What went wrong?  Someone noticed a problem and failed to investigate.  A server room is normally small with a dedicated a/c unit and without that cold air the room can quickly get very hot causing the servers to overheat.  As mentioned in Scenario 2, while this office has a Disaster Plan it didn't include environmental failures like this.  While some servers were turned on others were left off (stopping work for some departments) to keep the heat down.  There was no plan for priority and duration for various departments to keep operating.  Additionally, this business had a "hot" backup site but no mechanism was in place to switch over.

Sunday, September 19, 2010

Uses for Power Line network plugs

Many people complain the top speed of the "Power Line" style network adapters are slow but I've found a few ways and places that these can be useful.

If you don't know the Power Line adapters plug into the wall and use your existing wiring to transmit data.  This works because the current going through the lines is a wave an if you remember back to high school science waves have periods where they are at "0".  During these "0" times, the adapter can send information.

1. I've used one of the newer NetGear Power Lines to access internet content on my Xbox 360.  I normally use it to download patches, updates, and watch NetFlix (I'm normally able to get full picture quality with no lag).  I'm not sure how good this would be for gaming but for my purposes it works great.

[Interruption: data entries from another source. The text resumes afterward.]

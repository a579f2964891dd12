//! Runtime access through the `docker` command-line client.
//!
//! Each operation tries the candidate executables in order. A spawn error,
//! non-zero exit or timeout moves on to the next candidate.

use std::collections::BTreeMap;
use std::path::PathBuf;
use std::process::Stdio;
use std::time::Duration;

use async_trait::async_trait;
use tokio::process::Command;

use gitdock_core::types::{BackendKind, ContainerId};

use crate::backend::{LabelFilter, RuntimeBackend, RuntimeContainer};
use crate::error::RuntimeError;
use crate::labels::DEPENDENCY_LABEL;

/// Install locations tried when no explicit path is configured first.
pub const DEFAULT_CANDIDATES: &[&str] = &["docker", "/usr/bin/docker", "/usr/local/bin/docker"];

pub struct CommandBackend {
    candidates: Vec<PathBuf>,
    timeout: Duration,
    grace: Duration,
}

impl CommandBackend {
    pub fn new(candidates: Vec<PathBuf>, timeout: Duration, grace: Duration) -> Self {
        Self {
            candidates,
            timeout,
            grace,
        }
    }

    pub fn candidates(&self) -> &[PathBuf] {
        &self.candidates
    }

    /// Run `args` against each candidate until one succeeds; return its stdout.
    async fn run(&self, operation: &'static str, args: &[String], limit: Duration) -> Result<String, RuntimeError> {
        let mut last = RuntimeError::Unavailable {
            backend: BackendKind::Command,
            reason: "no command candidates configured".into(),
        };
        for program in &self.candidates {
            match run_once(program, operation, args, limit).await {
                Ok(stdout) => return Ok(stdout),
                Err(err) => {
                    tracing::debug!(program = %program.display(), operation, error = %err, "runtime command failed; trying next location");
                    last = err;
                }
            }
        }
        Err(last)
    }
}

async fn run_once(
    program: &PathBuf,
    operation: &'static str,
    args: &[String],
    limit: Duration,
) -> Result<String, RuntimeError> {
    let program_name = program.display().to_string();
    let child = Command::new(program)
        .args(args)
        .stdin(Stdio::null())
        .stdout(Stdio::piped())
        .stderr(Stdio::piped())
        .kill_on_drop(true)
        .spawn()
        .map_err(|e| RuntimeError::Command {
            program: program_name.clone(),
            operation,
            message: e.to_string(),
        })?;

    let output = match tokio::time::timeout(limit, child.wait_with_output()).await {
        Ok(result) => result.map_err(|e| RuntimeError::Command {
            program: program_name.clone(),
            operation,
            message: e.to_string(),
        })?,
        Err(_) => {
            return Err(RuntimeError::Timeout {
                backend: BackendKind::Command,
                operation,
                timeout: limit,
            })
        }
    };
    if !output.status.success() {
        return Err(RuntimeError::Command {
            program: program_name,
            operation,
            message: String::from_utf8_lossy(&output.stderr).trim().to_string(),
        });
    }
    Ok(String::from_utf8_lossy(&output.stdout).into_owned())
}

/// Parse `docker ps` lines of `ID\tNAMES\tIMAGE\tSTATE\tLABEL`.
pub(crate) fn parse_ps_output(stdout: &str) -> Vec<RuntimeContainer> {
    stdout
        .lines()
        .filter(|line| !line.trim().is_empty())
        .filter_map(|line| {
            let mut fields = line.split('\t');
            let id = fields.next()?.trim();
            if id.is_empty() {
                return None;
            }
            let name = fields.next().unwrap_or_default().trim();
            let image = fields.next().unwrap_or_default().trim();
            let status = fields.next().unwrap_or_default().trim();
            let label = fields.next().unwrap_or_default().trim();
            let mut labels = BTreeMap::new();
            if !label.is_empty() {
                labels.insert(DEPENDENCY_LABEL.to_string(), label.to_string());
            }
            Some(RuntimeContainer {
                id: ContainerId::from(id),
                name: name.split(',').next().unwrap_or_default().to_string(),
                image: image.to_string(),
                status: status.to_string(),
                labels,
            })
        })
        .collect()
}

#[async_trait]
impl RuntimeBackend for CommandBackend {
    fn kind(&self) -> BackendKind {
        BackendKind::Command
    }

    async fn available(&self) -> bool {
        let args = vec![
            "version".to_string(),
            "--format".to_string(),
            "{{.Server.Version}}".to_string(),
        ];
        self.run("version", &args, self.timeout).await.is_ok()
    }

    async fn list(&self, filter: &LabelFilter) -> Result<Vec<RuntimeContainer>, RuntimeError> {
        let mut args = vec!["ps".to_string(), "-a".to_string(), "--no-trunc".to_string()];
        if matches!(filter, LabelFilter::Dependency(_)) {
            args.push("--filter".into());
            args.push(format!("label={DEPENDENCY_LABEL}"));
        }
        args.push("--format".into());
        args.push(format!(
            "{{{{.ID}}}}\t{{{{.Names}}}}\t{{{{.Image}}}}\t{{{{.State}}}}\t{{{{.Label \"{DEPENDENCY_LABEL}\"}}}}"
        ));
        let stdout = self.run("list", &args, self.timeout).await?;
        Ok(parse_ps_output(&stdout)
            .into_iter()
            .filter(|c| filter.matches(c))
            .collect())
    }

    async fn restart(&self, id: &ContainerId) -> Result<(), RuntimeError> {
        let args = vec![
            "restart".to_string(),
            "-t".to_string(),
            self.grace.as_secs().to_string(),
            id.0.clone(),
        ];
        self.run("restart", &args, self.timeout + self.grace)
            .await
            .map(|_| ())
    }
}

#[cfg(test)]
mod tests {
    use super::*;

    #[test]
    fn ps_lines_are_parsed_with_dependency_label() {
        let out = "abc\tweb\tnginx:alpine\trunning\tdemo-api, worker\n\
                   def\tdb\tpostgres:16\texited\t\n\n";
        let parsed = parse_ps_output(out);
        assert_eq!(parsed.len(), 2);
        assert_eq!(parsed[0].dependency_label(), Some("demo-api, worker"));
        assert_eq!(parsed[1].dependency_label(), None);
        assert_eq!(parsed[1].status, "exited");
    }

    #[tokio::test]
    async fn all_candidates_missing_is_unavailable() {
        let backend = CommandBackend::new(
            vec![PathBuf::from("/nonexistent/docker"), PathBuf::from("/also/missing/docker")],
            Duration::from_secs(1),
            Duration::from_secs(1),
        );
        assert!(!backend.available().await);
        assert!(backend.list(&LabelFilter::Any).await.is_err());
    }

    #[tokio::test]
    #[cfg(unix)]
    async fn failing_candidate_falls_through_to_next() {
        use std::os::unix::fs::PermissionsExt;
        let dir = tempfile::TempDir::new().unwrap();
        let broken = dir.path().join("broken-docker");
        std::fs::write(&broken, "#!/bin/sh\necho boom >&2\nexit 1\n").unwrap();
        let working = dir.path().join("working-docker");
        std::fs::write(
            &working,
            "#!/bin/sh\nprintf 'abc\\tweb\\tnginx\\trunning\\tdemo-api\\n'\n",
        )
        .unwrap();
        for p in [&broken, &working] {
            std::fs::set_permissions(p, std::fs::Permissions::from_mode(0o755)).unwrap();
        }

        let backend = CommandBackend::new(
            vec![broken, working],
            Duration::from_secs(5),
            Duration::from_secs(1),
        );
        let listed = backend.list(&LabelFilter::dependency("demo-api")).await.unwrap();
        assert_eq!(listed.len(), 1);
        assert_eq!(listed[0].name, "web");
    }
}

2. I keep one always connected to my router and the wall so that I can have a floating hard-wired connection in the house as needed.  Sometimes my household wireless has trouble in some spots and the speed is not good enough for what I'm trying to do (like watching a streaming video on Netflix on my Netbook) so having the ability to plug in a connection anywhere is ideal.

3. Network printing.  I couldn't find a spot in my office for the printer so I put it in a closet and used a Power Line for connectivity to it.

4. WAPs.  Another solution to problem 2 is to use a Power Line plug to provide a Wireless Access Point a connection to the router.  This way you can go wireless but have extended range or test your WAP's range and performance before running CAT5.

5. IP Phones.  Allows a connection for IP phones virtually anywhere in your house or your VoIP router.

Monday, September 13, 2010

ClearCase ... not a fan

So one of my clients is switching to ClearCase for source management.  Not a fan!

With say Visual SourceSafe the install is as simple as running the install, maybe specifying a few simple options, and waiting for the install to run.

With ClearCase I've had literally 30 steps to perform and its still not installed and integrated with Visual Studio.

Some steps:
1. To check the version I had to run a batch file and email it to someone.  Ironically, the utility runs and the output message is "take this text file and email it to the person who sent you this utility."

2. I've had to search the HDD for files so I could update the registry with the correct path.  (Why couldn't the install figure this out and update the registry?)

3. I've had to run additional command line utilities to attempt to register ClearCase with Visual Studio.

Really?  I feel like we've back in the 90s running EMM386 and changing Config.sys files to make enough Virtual and Extended Memory to play a MS DOS game!

People who complain Windows is too complex/buggy need to try installing ClearCase!